_What is expected_
Retype the records below exactly. Leave nothing out.

----

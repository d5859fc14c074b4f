mod achievement_dto;
mod status_dto;

pub use achievement_dto::AchievementDto;
pub use status_dto::{StatusDto, StreakDto};
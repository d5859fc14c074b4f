mod aggregate;


pub use aggregate::{LibraryExport, UserState, ViewOutcome, STATE_SCHEMA_VERSION};
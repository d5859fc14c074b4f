use async_trait::async_trait;
use std::collections::{HashMap, HashSet};
use tokio::sync::RwLock;

use dadjokes_domain::collection::JokeCollection;
use dadjokes_domain::preferences::UserPreferences;
use dadjokes_domain::remote::{RemoteField, RemoteStore};
use dadjokes_domain::shared::{DomainError, JokeId, UserId};
use dadjokes_domain::streak::StreakData;

#[derive(Debug, Clone, Default)]
struct UserRecord {
    favorites: Vec<JokeId>,
    collections: Vec<JokeCollection>,
    streak: Option<StreakData>,
    preferences: Option<UserPreferences>,
}

/// Process-local remote store. Used when no backend is configured and in
/// tests, where individual fields can be made to fail.
#[derive(Default)]
pub struct InMemoryRemoteStore {
    users: RwLock<HashMap<UserId, UserRecord>>,
    failing: RwLock<HashSet<RemoteField>>,
}

impl InMemoryRemoteStore {
    pub fn new() -> Self {
        Self::default()
    }

    /// Every subsequent call touching `field` fails with a network error.
    pub async fn fail_on(&self, field: RemoteField) {
        self.failing.write().await.insert(field);
    }

    pub async fn recover(&self, field: RemoteField) {
        self.failing.write().await.remove(&field);
    }

    async fn check(&self, field: RemoteField) -> Result<(), DomainError> {
        if self.failing.read().await.contains(&field) {
            return Err(DomainError::Network(format!("{} unavailable", field)));
        }
        Ok(())
    }

    async fn read<T>(
        &self,
        user: &UserId,
        field: RemoteField,
        pick: impl FnOnce(&UserRecord) -> T,
        empty: T,
    ) -> Result<T, DomainError> {
        self.check(field).await?;
        let users = self.users.read().await;
        Ok(users.get(user).map(pick).unwrap_or(empty))
    }

    async fn write(
        &self,
        user: &UserId,
        field: RemoteField,
        apply: impl FnOnce(&mut UserRecord),
    ) -> Result<(), DomainError> {
        self.check(field).await?;
        let mut users = self.users.write().await;
        apply(users.entry(user.clone()).or_default());
        Ok(())
    }
}

#[async_trait]
impl RemoteStore for InMemoryRemoteStore {
    async fn fetch_favorites(&self, user: &UserId) -> Result<Vec<JokeId>, DomainError> {
        self.read(user, RemoteField::Favorites, |r| r.favorites.clone(), Vec::new())
            .await
    }

    async fn fetch_collections(&self, user: &UserId) -> Result<Vec<JokeCollection>, DomainError> {
        self.read(
            user,
            RemoteField::Collections,
            |r| r.collections.clone(),
            Vec::new(),
        )
        .await
    }

    async fn fetch_streak(&self, user: &UserId) -> Result<Option<StreakData>, DomainError> {
        self.read(user, RemoteField::Streak, |r| r.streak.clone(), None)
            .await
    }

    async fn fetch_preferences(
        &self,
        user: &UserId,
    ) -> Result<Option<UserPreferences>, DomainError> {
        self.read(
            user,
            RemoteField::Preferences,
            |r| r.preferences.clone(),
            None,
        )
        .await
    }

    async fn upsert_favorites(
        &self,
        user: &UserId,
        favorites: &[JokeId],
    ) -> Result<(), DomainError> {
        let favorites = favorites.to_vec();
        self.write(user, RemoteField::Favorites, move |r| r.favorites = favorites)
            .await
    }

    async fn upsert_collections(
        &self,
        user: &UserId,
        collections: &[JokeCollection],
    ) -> Result<(), DomainError> {
        let collections = collections.to_vec();
        self.write(user, RemoteField::Collections, move |r| {
            r.collections = collections
        })
        .await
    }

    async fn upsert_streak(&self, user: &UserId, streak: &StreakData) -> Result<(), DomainError> {
        let streak = streak.clone();
        self.write(user, RemoteField::Streak, move |r| r.streak = Some(streak))
            .await
    }

    async fn upsert_preferences(
        &self,
        user: &UserId,
        preferences: &UserPreferences,
    ) -> Result<(), DomainError> {
        let preferences = preferences.clone();
        self.write(user, RemoteField::Preferences, move |r| {
            r.preferences = Some(preferences)
        })
        .await
    }
}

#[cfg(test)]
mod tests {
    use super::*;

    #[tokio::test]
    async fn test_unknown_user_is_empty() {
        let store = InMemoryRemoteStore::new();
        let user = UserId::from("nobody");
        assert!(store.fetch_favorites(&user).await.unwrap().is_empty());
        assert!(store.fetch_streak(&user).await.unwrap().is_none());
    }

    #[tokio::test]
    async fn test_upsert_replaces_field() {
        let store = InMemoryRemoteStore::new();
        let user = UserId::from("u");
        store
            .upsert_favorites(&user, &[JokeId::from("a"), JokeId::from("b")])
            .await
            .unwrap();
        store
            .upsert_favorites(&user, &[JokeId::from("c")])
            .await
            .unwrap();
        assert_eq!(
            store.fetch_favorites(&user).await.unwrap(),
            vec![JokeId::from("c")]
        );
    }

    #[tokio::test]
    async fn test_failure_injection_is_per_field() {
        let store = InMemoryRemoteStore::new();
        let user = UserId::from("u");
        store.fail_on(RemoteField::Streak).await;

        let err = store.fetch_streak(&user).await.unwrap_err();
        assert!(matches!(err, DomainError::Network(_)));
        assert!(store.fetch_favorites(&user).await.is_ok());

        store.recover(RemoteField::Streak).await;
        assert!(store.fetch_streak(&user).await.is_ok());
    }
}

----

_Response_
repository d5859fc14c074b4f
mod achievement_dto;
mod status_dto;

pub use achievement_dto::AchievementDto;
pub use status_dto::{StatusDto, StreakDto};
repository d5859fc14c074b4f
mod aggregate;


pub use aggregate::{LibraryExport, UserState, ViewOutcome, STATE_SCHEMA_VERSION};
repository d5859fc14c074b4f
use async_trait::async_trait;
use std::collections::{HashMap, HashSet};
use tokio::sync::RwLock;

use dadjokes_domain::collection::JokeCollection;
use dadjokes_domain::preferences::UserPreferences;
use dadjokes_domain::remote::{RemoteField, RemoteStore};
use dadjokes_domain::shared::{DomainError, JokeId, UserId};
use dadjokes_domain::streak::StreakData;

#[derive(Debug, Clone, Default)]
struct UserRecord {
    favorites: Vec<JokeId>,
    collections: Vec<JokeCollection>,
    streak: Option<StreakData>,
    preferences: Option<UserPreferences>,
}

/// Process-local remote store. Used when no backend is configured and in
/// tests, where individual fields can be made to fail.
#[derive(Default)]
pub struct InMemoryRemoteStore {
    users: RwLock<HashMap<UserId, UserRecord>>,
    failing: RwLock<HashSet<RemoteField>>,
}

impl InMemoryRemoteStore {
    pub fn new() -> Self {
        Self::default()
    }

    /// Every subsequent call touching `field` fails with a network error.
    pub async fn fail_on(&self, field: RemoteField) {
        self.failing.write().await.insert(field);
    }

    pub async fn recover(&self, field: RemoteField) {
        self.failing.write().await.remove(&field);
    }

    async fn check(&self, field: RemoteField) -> Result<(), DomainError> {
        if self.failing.read().await.contains(&field) {
            return Err(DomainError::Network(format!("{} unavailable", field)));
        }
        Ok(())
    }

    async fn read<T>(
        &self,
        user: &UserId,
        field: RemoteField,
        pick: impl FnOnce(&UserRecord) -> T,
        empty: T,
    ) -> Result<T, DomainError> {
        self.check(field).await?;
        let users = self.users.read().await;
        Ok(users.get(user).map(pick).unwrap_or(empty))
    }

    async fn write(
        &self,
        user: &UserId,
        field: RemoteField,
        apply: impl FnOnce(&mut UserRecord),
    ) -> Result<(), DomainError> {
        self.check(field).await?;
        let mut users = self.users.write().await;
        apply(users.entry(user.clone()).or_default());
        Ok(())
    }
}

#[async_trait]
impl RemoteStore for InMemoryRemoteStore {
    async fn fetch_favorites(&self, user: &UserId) -> Result<Vec<JokeId>, DomainError> {
        self.read(user, RemoteField::Favorites, |r| r.favorites.clone(), Vec::new())
            .await
    }

    async fn fetch_collections(&self, user: &UserId) -> Result<Vec<JokeCollection>, DomainError> {
        self.read(
            user,
            RemoteField::Collections,
            |r| r.collections.clone(),
            Vec::new(),
        )
        .await
    }

    async fn fetch_streak(&self, user: &UserId) -> Result<Option<StreakData>, DomainError> {
        self.read(user, RemoteField::Streak, |r| r.streak.clone(), None)
            .await
    }

    async fn fetch_preferences(
        &self,
        user: &UserId,
    ) -> Result<Option<UserPreferences>, DomainError> {
        self.read(
            user,
            RemoteField::Preferences,
            |r| r.preferences.clone(),
            None,
        )
        .await
    }

    async fn upsert_favorites(
        &self,
        user: &UserId,
        favorites: &[JokeId],
    ) -> Result<(), DomainError> {
        let favorites = favorites.to_vec();
        self.write(user, RemoteField::Favorites, move |r| r.favorites = favorites)
            .await
    }

    async fn upsert_collections(
        &self,
        user: &UserId,
        collections: &[JokeCollection],
    ) -> Result<(), DomainError> {
        let collections = collections.to_vec();
        self.write(user, RemoteField::Collections, move |r| {
            r.collections = collections
        })
        .await
    }

    async fn upsert_streak(&self, user: &UserId, streak: &StreakData) -> Result<(), DomainError> {
        let streak = streak.clone();
        self.write(user, RemoteField::Streak, move |r| r.streak = Some(streak))
            .await
    }

    async fn upsert_preferences(
        &self,
        user: &UserId,
        preferences: &UserPreferences,
    ) -> Result<(), DomainError> {
        let preferences = preferences.clone();
        self.write(user, RemoteField::Preferences, move |r| {
            r.preferences = Some(preferences)
        })
        .await
    }
}

#[cfg(test)]
mod tests {
    use super::*;

    #[tokio::test]
    async fn test_unknown_user_is_empty() {
        let store = InMemoryRemoteStore::new();
        let user = UserId::from("nobody");
        assert!(store.fetch_favorites(&user).await.unwrap().is_empty());
        assert!(store.fetch_streak(&user).await.unwrap().is_none());
    }

    #[tokio::test]
    async fn test_upsert_replaces_field() {
        let store = InMemoryRemoteStore::new();
        let user = UserId::from("u");
        store
            .upsert_favorites(&user, &[JokeId::from("a"), JokeId::from("b")])
            .await
            .unwrap();
        store
            .upsert_favorites(&user, &[JokeId::from("c")])
            .await
            .unwrap();
        assert_eq!(
            store.fetch_favorites(&user).await.unwrap(),
            vec![JokeId::from("c")]
        );
    }

    #[tokio::test]
    async fn test_failure_injection_is_per_field() {
        let store = InMemoryRemoteStore::new();
        let user = UserId::from("u");
        store.fail_on(RemoteField::Streak).await;

        let err = store.fetch_streak(&user).await.unwrap_err();
        assert!(matches!(err, DomainError::Network(_)));
        assert!(store.fetch_favorites(&user).await.is_ok());

        store.recover(RemoteField::Streak).await;
        assert!(store.fetch_streak(&user).await.is_ok());
    }
}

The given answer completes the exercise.